Only one stretch of the data below should be repeated: the lines from the line containing "pub fn with_structure(mut" through the line containing "fn events(&self, include_body: bool)", inclusive, exactly as they are.

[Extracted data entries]
---
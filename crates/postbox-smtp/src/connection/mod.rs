//! SMTP connection management with type-state pattern.

mod client;
mod stream;

pub use client::{Authenticated, Client, Connected, Data, MailTransaction, RecipientAdded};
pub use stream::{SmtpStream, connect, connect_tls};

use crate::types::{AuthMechanism, Extension};

/// Server capabilities from EHLO response.
#[derive(Debug, Clone, Default)]
pub struct ServerInfo {
    /// Server hostname from greeting.
    pub hostname: String,
    /// Supported extensions in the order advertised.
    pub extensions: Vec<Extension>,
}

impl ServerInfo {
    /// Checks if the server supports an extension.
    #[must_use]
    pub fn supports(&self, ext: &Extension) -> bool {
        self.extensions.contains(ext)
    }

    /// Checks if STARTTLS is supported.
    #[must_use]
    pub fn supports_starttls(&self) -> bool {
        self.supports(&Extension::StartTls)
    }

    /// Returns the maximum message size, if advertised.
    #[must_use]
    pub fn max_message_size(&self) -> Option<usize> {
        self.extensions.iter().find_map(|ext| match ext {
            Extension::Size(size) => *size,
            _ => None,
        })
    }

    /// Returns supported authentication mechanisms.
    #[must_use]
    pub fn auth_mechanisms(&self) -> &[AuthMechanism] {
        self.extensions
            .iter()
            .find_map(|ext| match ext {
                Extension::Auth(mechanisms) => Some(mechanisms.as_slice()),
                _ => None,
            })
            .unwrap_or_default()
    }
}
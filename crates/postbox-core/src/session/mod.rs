//! Mailbox session abstraction.
//!
//! A [`MailSession`] is one live, exclusively owned connection to a mail
//! store. Sessions are produced by a [`SessionConnector`] and driven by the
//! [`SessionManager`], which owns the lifecycle:
//!
//! ```text
//! Disconnected ──→ Connecting ──→ Ready ⇄ Busy(command)
//!       ↑                           │
//!       └──────── Closing ←─────────┘
//! ```
//!
//! Fetches report their progress as [`FetchEvent`]s over a channel, so the
//! consumer can assemble messages while the session is still reading.

mod imap;
mod manager;

use std::future::Future;

use bytes::Bytes;
use postbox_imap::BodyStructure;
use tokio::io::AsyncWrite;
use tokio::sync::mpsc;

use crate::error::Result;
use crate::folders::FolderEntry;
use crate::search::SearchTerm;

pub use imap::{ImapConnector, ImapSession};
pub use manager::{
    CommandKind, DownloadTarget, FetchMessages, FetchOutcome, ListFolders, MailConfig,
    SessionCommand, SessionLifecycle, SessionManager, SessionState,
};

/// Named block of a message delivered by a fetch.
#[derive(Debug, Clone, Copy, PartialEq, Eq, Hash)]
pub enum Section {
    /// The header block.
    Header,
    /// The full text after the header block.
    Text,
}

/// What a fetch retrieves for each message.
#[derive(Debug, Clone, Copy, PartialEq, Eq)]
pub struct FetchQuery {
    /// Also deliver the [`Section::Text`] block.
    pub include_body: bool,
}

/// Progress of a streamed fetch, keyed by 1-based sequence number.
///
/// For one message the order is `Started`, then any interleaving of
/// `Chunk`/`SectionEnd` per section and `Attributes`, then `Finished`.
/// Events of different messages may interleave freely.
#[derive(Debug, Clone, PartialEq, Eq)]
pub enum FetchEvent {
    /// A message began arriving.
    Started {
        /// Sequence number.
        seq: u32,
    },
    /// Bytes of one section.
    Chunk {
        /// Sequence number.
        seq: u32,
        /// Section the bytes belong to.
        section: Section,
        /// Raw bytes.
        bytes: Bytes,
    },
    /// A section has been delivered completely.
    SectionEnd {
        /// Sequence number.
        seq: u32,
        /// Completed section.
        section: Section,
    },
    /// Unique id and structure of the message.
    Attributes {
        /// Sequence number.
        seq: u32,
        /// Unique id, stable across sessions.
        uid: u32,
        /// MIME structure.
        structure: BodyStructure,
    },
    /// Every event of the message has been sent.
    Finished {
        /// Sequence number.
        seq: u32,
    },
}

impl FetchEvent {
    /// Sequence number the event refers to.
    #[must_use]
    pub const fn seq(&self) -> u32 {
        match self {
            Self::Started { seq }
            | Self::Chunk { seq, .. }
            | Self::SectionEnd { seq, .. }
            | Self::Attributes { seq, .. }
            | Self::Finished { seq } => *seq,
        }
    }
}

/// State of an opened folder.
#[derive(Debug, Clone, Copy, PartialEq, Eq)]
pub struct FolderStatus {
    /// Number of messages in the folder.
    pub total: u32,
}

/// One live connection to a mail store.
pub trait MailSession: Send {
    /// Lists every folder.
    fn list_folders(&mut self) -> impl Future<Output = Result<Vec<FolderEntry>>> + Send;

    /// Opens a folder for the following commands.
    fn open_folder(
        &mut self,
        name: &str,
        read_only: bool,
    ) -> impl Future<Output = Result<FolderStatus>> + Send;

    /// Returns the sequence numbers matching every term.
    fn search(&mut self, terms: &[SearchTerm]) -> impl Future<Output = Result<Vec<u32>>> + Send;

    /// Fetches `seqs`, reporting progress on `events`.
    ///
    /// Returns once the server has completed the fetch; `events` is dropped
    /// then, which ends the consumer's stream.
    fn fetch(
        &mut self,
        seqs: &[u32],
        query: FetchQuery,
        events: mpsc::Sender<FetchEvent>,
    ) -> impl Future<Output = Result<()>> + Send;

    /// Streams the raw bytes of one body part into `sink`, returning the count.
    fn fetch_part(
        &mut self,
        uid: u32,
        part_id: &str,
        sink: &mut (dyn AsyncWrite + Unpin + Send),
    ) -> impl Future<Output = Result<u64>> + Send;

    /// Ends the session.
    fn close(self) -> impl Future<Output = Result<()>> + Send;
}

/// Opens new sessions.
pub trait SessionConnector: Send + Sync {
    /// Session type produced.
    type Session: MailSession;

    /// Connects and authenticates.
    fn connect(&self) -> impl Future<Output = Result<Self::Session>> + Send;
}
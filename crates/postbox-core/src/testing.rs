//! In-memory doubles for the session and send channel.
//!
//! [`FakeConnector`] hands out sessions that replay scripted messages,
//! interleaving the fetch events of all messages round-robin the way a
//! pipelining server would. [`FakeChannel`] records every mail it is given.

use std::collections::VecDeque;
use std::sync::atomic::{AtomicUsize, Ordering};
use std::sync::{Arc, Mutex};
use std::time::Duration;

use bytes::Bytes;
use postbox_imap::{BodyStructure, SinglePart};
use tokio::io::{AsyncWrite, AsyncWriteExt};
use tokio::sync::mpsc;

use crate::composer::OutgoingMail;
use crate::error::{Error, Result};
use crate::folders::FolderEntry;
use crate::mailer::SendChannel;
use crate::search::SearchTerm;
use crate::session::{
    FetchEvent, FetchQuery, FolderStatus, MailSession, Section, SessionConnector,
};

/// One scripted message.
#[derive(Debug, Clone)]
pub struct FakeMessage {
    seq: u32,
    header: Vec<u8>,
    text: Option<Vec<u8>>,
    structure: BodyStructure,
    parts: Vec<(String, Vec<u8>)>,
    attributes_first: bool,
}

impl FakeMessage {
    /// A plain-text message at `seq` (also its UID) with the given header block.
    #[must_use]
    pub fn new(seq: u32, header: &str) -> Self {
        Self {
            seq,
            header: header.as_bytes().to_vec(),
            text: None,
            structure: BodyStructure::Single(SinglePart {
                media_type: "text".to_string(),
                media_subtype: "plain".to_string(),
                params: vec![("charset".to_string(), "utf-8".to_string())],
                id: None,
                description: None,
                encoding: "7bit".to_string(),
                size: 0,
                lines: None,
                disposition: None,
            }),
            parts: Vec::new(),
            attributes_first: false,
        }
    }

    /// Sets the text section.
    #[must_use]
    pub fn with_text(mut self, text: &str) -> Self {
        self.text = Some(text.as_bytes().to_vec());
        self
    }

    /// Sets the MIME structure.
    #[must_use]
    pub fn with_structure(mut self, structure: BodyStructure) -> Self {
        self.structure = structure;
        self
    }

    /// Adds raw (still transfer-encoded) bytes served for `part_id`.
    #[must_use]
    pub fn with_part(mut self, part_id: &str, data: &[u8]) -> Self {
        self.parts.push((part_id.to_string(), data.to_vec()));
        self
    }

    /// Delivers UID and structure right after `Started`, before any section.
    #[must_use]
    pub fn attributes_first(mut self) -> Self {
        self.attributes_first = true;
        self
    }

    /// Sections delivered by a fetch, in order.
    #[must_use]
    pub fn sections(&self, include_body: bool) -> Vec<(Section, &[u8])> {
        let mut sections = vec![(Section::Header, self.header.as_slice())];
        if include_body {
            sections.push((Section::Text, self.text.as_deref().unwrap_or_default()));
        }
        sections
    }

    fn events(&self, include_body: bool) -> VecDeque<FetchEvent> {
        let seq = self.seq;
        let attributes = FetchEvent::Attributes {
            seq,
            uid: seq,
            structure: self.structure.clone(),
        };
        let mut events = VecDeque::from([FetchEvent::Started { seq }]);
        let mut trailing = Some(attributes);
        if self.attributes_first {
            events.extend(trailing.take());
        }
        for (section, data) in self.sections(include_body) {
            // Split each section so chunks of different messages interleave.
            let (first, second) = data.split_at(data.len() / 2);
            for half in [first, second] {
                if !half.is_empty() {
                    events.push_back(FetchEvent::Chunk {
                        seq,
                        section,
                        bytes: Bytes::copy_from_slice(half),
                    });
                }
            }
            events.push_back(FetchEvent::SectionEnd { seq, section });
        }
        events.extend(trailing);
        events.push_back(FetchEvent::Finished { seq });
        events
    }
}

/// Counters shared by a connector and its sessions.
#[derive(Debug, Default)]
pub struct FakeStats {
    /// Sessions opened.
    pub connects: AtomicUsize,
    /// Sessions closed.
    pub closes: AtomicUsize,
    /// Fetches started.
    pub fetches: AtomicUsize,
    /// Term lists passed to `search`.
    pub searches: Mutex<Vec<Vec<SearchTerm>>>,
}

#[derive(Debug, Clone, Copy, Default, PartialEq, Eq)]
enum FetchFault {
    #[default]
    None,
    Fail,
    Truncate,
}

#[derive(Debug, Clone, Default)]
struct Script {
    folders: Vec<FolderEntry>,
    messages: Vec<FakeMessage>,
    matches: Option<Vec<u32>>,
    fault: FetchFault,
    refuse: bool,
    stall: Option<Duration>,
}

/// Produces [`FakeSession`]s from a script.
#[derive(Debug, Clone, Default)]
pub struct FakeConnector {
    script: Script,
    stats: Arc<FakeStats>,
}

impl FakeConnector {
    /// Folders returned by `list_folders`.
    #[must_use]
    pub fn with_folders(mut self, folders: Vec<FolderEntry>) -> Self {
        self.script.folders = folders;
        self
    }

    /// Messages in the open folder. Every message matches unless
    /// [`with_matches`](Self::with_matches) says otherwise.
    #[must_use]
    pub fn with_messages(mut self, messages: Vec<FakeMessage>) -> Self {
        self.script.messages = messages;
        self
    }

    /// Sequence numbers returned by `search`.
    #[must_use]
    pub fn with_matches(mut self, matches: Vec<u32>) -> Self {
        self.script.matches = Some(matches);
        self
    }

    /// Makes `fetch` fail after the first event.
    #[must_use]
    pub fn failing_fetch(mut self) -> Self {
        self.script.fault = FetchFault::Fail;
        self
    }

    /// Makes `fetch` end without the last `Finished` event.
    #[must_use]
    pub fn truncated_fetch(mut self) -> Self {
        self.script.fault = FetchFault::Truncate;
        self
    }

    /// Makes `connect` fail.
    #[must_use]
    pub fn refusing(mut self) -> Self {
        self.script.refuse = true;
        self
    }

    /// Makes `fetch` sleep for `delay` first.
    #[must_use]
    pub fn stalling(mut self, delay: Duration) -> Self {
        self.script.stall = Some(delay);
        self
    }

    /// Counters of this connector's sessions.
    #[must_use]
    pub fn stats(&self) -> &FakeStats {
        &self.stats
    }
}

impl SessionConnector for FakeConnector {
    type Session = FakeSession;

    async fn connect(&self) -> Result<FakeSession> {
        if self.script.refuse {
            return Err(Error::Connection("connection refused".to_string()));
        }
        self.stats.connects.fetch_add(1, Ordering::SeqCst);
        Ok(FakeSession {
            script: self.script.clone(),
            stats: Arc::clone(&self.stats),
        })
    }
}

/// A scripted session.
#[derive(Debug)]
pub struct FakeSession {
    script: Script,
    stats: Arc<FakeStats>,
}

impl MailSession for FakeSession {
    async fn list_folders(&mut self) -> Result<Vec<FolderEntry>> {
        Ok(self.script.folders.clone())
    }

    async fn open_folder(&mut self, _name: &str, _read_only: bool) -> Result<FolderStatus> {
        let total = self
            .script
            .messages
            .iter()
            .map(|message| message.seq)
            .max()
            .unwrap_or(0);
        Ok(FolderStatus { total })
    }

    async fn search(&mut self, terms: &[SearchTerm]) -> Result<Vec<u32>> {
        if let Ok(mut searches) = self.stats.searches.lock() {
            searches.push(terms.to_vec());
        }
        Ok(self.script.matches.clone().unwrap_or_else(|| {
            self.script
                .messages
                .iter()
                .map(|message| message.seq)
                .collect()
        }))
    }

    async fn fetch(
        &mut self,
        seqs: &[u32],
        query: FetchQuery,
        events: mpsc::Sender<FetchEvent>,
    ) -> Result<()> {
        self.stats.fetches.fetch_add(1, Ordering::SeqCst);
        if let Some(delay) = self.script.stall {
            tokio::time::sleep(delay).await;
        }

        let mut queues: Vec<VecDeque<FetchEvent>> = self
            .script
            .messages
            .iter()
            .filter(|message| seqs.contains(&message.seq))
            .map(|message| message.events(query.include_body))
            .collect();
        if self.script.fault == FetchFault::Truncate {
            if let Some(last) = queues.last_mut() {
                last.pop_back();
            }
        }

        let mut sent = 0;
        while queues.iter().any(|queue| !queue.is_empty()) {
            for queue in &mut queues {
                let Some(event) = queue.pop_front() else {
                    continue;
                };
                if self.script.fault == FetchFault::Fail && sent == 1 {
                    return Err(Error::Command("connection reset during FETCH".to_string()));
                }
                events
                    .send(event)
                    .await
                    .map_err(|_| Error::Command("fetch consumer stopped".to_string()))?;
                sent += 1;
            }
        }
        Ok(())
    }

    async fn fetch_part(
        &mut self,
        uid: u32,
        part_id: &str,
        sink: &mut (dyn AsyncWrite + Unpin + Send),
    ) -> Result<u64> {
        let data = self
            .script
            .messages
            .iter()
            .filter(|message| message.seq == uid)
            .flat_map(|message| &message.parts)
            .find(|(id, _)| id == part_id)
            .map(|(_, data)| data.clone())
            .ok_or_else(|| Error::Command(format!("no part {part_id} in UID {uid}")))?;
        // Dribble the bytes to exercise decoders across write boundaries.
        for piece in data.chunks(3) {
            sink.write_all(piece).await?;
        }
        Ok(data.len() as u64)
    }

    async fn close(self) -> Result<()> {
        self.stats.closes.fetch_add(1, Ordering::SeqCst);
        Ok(())
    }
}

/// Records mails instead of sending them.
#[derive(Debug, Clone, Default)]
pub struct FakeChannel {
    sent: Arc<Mutex<Vec<OutgoingMail>>>,
    reject: bool,
}

impl FakeChannel {
    /// A channel that rejects every mail.
    #[must_use]
    pub fn rejecting() -> Self {
        Self {
            sent: Arc::default(),
            reject: true,
        }
    }

    /// Mails accepted so far.
    #[must_use]
    pub fn sent(&self) -> Vec<OutgoingMail> {
        self.sent.lock().map(|sent| sent.clone()).unwrap_or_default()
    }
}

impl SendChannel for FakeChannel {
    async fn send(&self, mail: &OutgoingMail) -> Result<String> {
        if self.reject {
            return Err(Error::Send("550 mailbox unavailable".to_string()));
        }
        if let Ok(mut sent) = self.sent.lock() {
            sent.push(mail.clone());
        }
        Ok(mail.message_id.clone())
    }
}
---
> **EXERCISE RESPONSE**:
    pub fn with_structure(mut self, structure: BodyStructure) -> Self {
        self.structure = structure;
        self
    }

    /// Adds raw (still transfer-encoded) bytes served for `part_id`.
    #[must_use]
    pub fn with_part(mut self, part_id: &str, data: &[u8]) -> Self {
        self.parts.push((part_id.to_string(), data.to_vec()));
        self
    }

    /// Delivers UID and structure right after `Started`, before any section.
    #[must_use]
    pub fn attributes_first(mut self) -> Self {
        self.attributes_first = true;
        self
    }

    /// Sections delivered by a fetch, in order.
    #[must_use]
    pub fn sections(&self, include_body: bool) -> Vec<(Section, &[u8])> {
        let mut sections = vec![(Section::Header, self.header.as_slice())];
        if include_body {
            sections.push((Section::Text, self.text.as_deref().unwrap_or_default()));
        }
        sections
    }

    fn events(&self, include_body: bool) -> VecDeque<FetchEvent> {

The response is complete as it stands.